Like most of the health-care industry, nursing-care facilities are often labeled recession-proof. In fact, private nursing homes took something of a hit in sales during the recession, with an average annual drop in sales growth of about 2% from 2007 to 2011, according to data from Sageworks, a financial-information company. Surprisingly, nursing homes still managed to boost profit margins by more than 2% during the same period.
Nursing-care facilities may have been able to boost profit margins because they normally are relatively large operations compared with other elderly-care facilities, says Jesse Slome, executive director of the American Association for Long-Term Care Insurance. “Due to economies of scale, how they’re able to bill and what they’re able to bill for, and how they can manage staff and expenses, they tend to work lean,” Slome says.
Still, nursing homes are at the mercy of government policy, since most nursing-care residents receive support from Medicare and Medicaid. “It’s difficult to draw a conclusion that ours is a sector that’s recession-proof,” says Greg Crist, vice president of public affairs at the American Health Care Association (AHCA). “Any time you’re relying on the government, you’re subject to the whims of the policymakers.”

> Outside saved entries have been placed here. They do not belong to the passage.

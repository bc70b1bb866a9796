mod best;
mod config;
mod evolve;
mod outcome;

pub use config::{SearchConfig, SearchError};
pub use evolve::{evolve, TREE_DEPTH};
pub use outcome::{SearchOutcome, Termination};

To be sure, nursing homes got a temporary shot in the arm when states received additional government funding for Medicaid under the federal stimulus package, the American Recovery and Reinvestment Act of 2009. The stimulus funding expired in 2011.
But the average Medicaid reimbursement shortfall jumped from an estimated $16.54 per patient per day in 2009 to a projected $19.55 in 2011, according to an AHCA report. To make up for the drop in funding, nursing homes must continue to cut costs by dropping staff or putting off inessential tasks like refurbishing the building, Crist says.
With Congress and several states mulling more cuts to both programs, nursing homes may soon see a drop in profits, adds Slome.